To get to the accessibility settings:

  1. Swipe down from the top of the screen to pull down your notification pane.
  2. Hit the icon in the top right. This looks like a white square with 6 internal squares and a picture of a person.  The screen should flip around.
  3. Hit the settings button near the top right.  This is 3 sliders with the word Settings.
  4. Scroll all the way down until you get to the System section then select Accessibility.  This is shown as a hand.
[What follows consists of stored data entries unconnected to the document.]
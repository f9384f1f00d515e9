pub mod config;
pub mod events;
pub mod id;
pub mod roles;
pub mod types;

pub use config::{Config, ConfigError};
pub use id::Id;
pub use types::{
    Decision, Event, JournalEntry, Role, RoleOutputs, Run, RunStatus, Step, StepStatus, Task,
    TaskState, TaskStatus, TaskType, Verdict, Worktree, TASK_ID_REGEX,
};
You are now in the accessibility section of Android and there are a number of options which could be useful depending on your disability.

TalkBack

TalkBack provides spoken feedback for the blind or with low vision. What it tells you can be changed and includes keyboard echo, describing what you touch, shortcut gestures and an ability for apps to plug into it.  It also includes a spoken tutorial.

Magnification Gestures

This feature allows you to zoom far further in and out than you would usually be able to do by triple tapping the screen. It also allows deeper pinch to zoom and gives you an on screen magnifying glass if you press and hold over what you want to see.  The only places this does not work are the keyboard and the browser navigation bar.

Large Text

This increases Androids default font size by several points.  I do not have visual issues but I have this turned on on my tablet as it makes reading on the screen easier.

Power Button ends call

Usually to hang up a call you need to tap on the screen at a specific point.  If you have navigated away from the phone app (such as when using the speakerphone) this can sometimes be difficult to find or if you  struggle to hit the precise point on the screen, this option allows you to use the power button to end the call.

Speak Passwords

This does exactly as you would expect, it speaks your password as you type it.

Accessibility Shortcut

The Accessibility Shortcut gives you a quick way to get to the accessibility settings. Hold the power button until you feel a vibration and hear a noise then touch and hold two fingers until you get an audio prompt that  you are in the accessible settings.

Text-to-speech system

Android has a text to speech system built into itself which is surprisingly good. Depending on your version of android you may have different versions with different voices, gender and speeds. Because it is built into the operating system almost any part of Apps or programs can be spoken. This is often confused with Talkback which is more for system navigations and controls.

Enhance Web Accessibility

This option if turned on adds several features to Chrome. These mainly include more support for Braille input and output devices and more flexibility for Bluetooth devices. Google does not seem to specify exactly which Braille devices will work but this page has a good listing.

Conclusion

Out of the box a modern Android device is not that accessible but with a few changes to the built in software it becomes much more accessible, particularly to those with visual issues. There are also a number of apps available in the Play Store which can make Android better for your individual needs and we will be covering those in the future.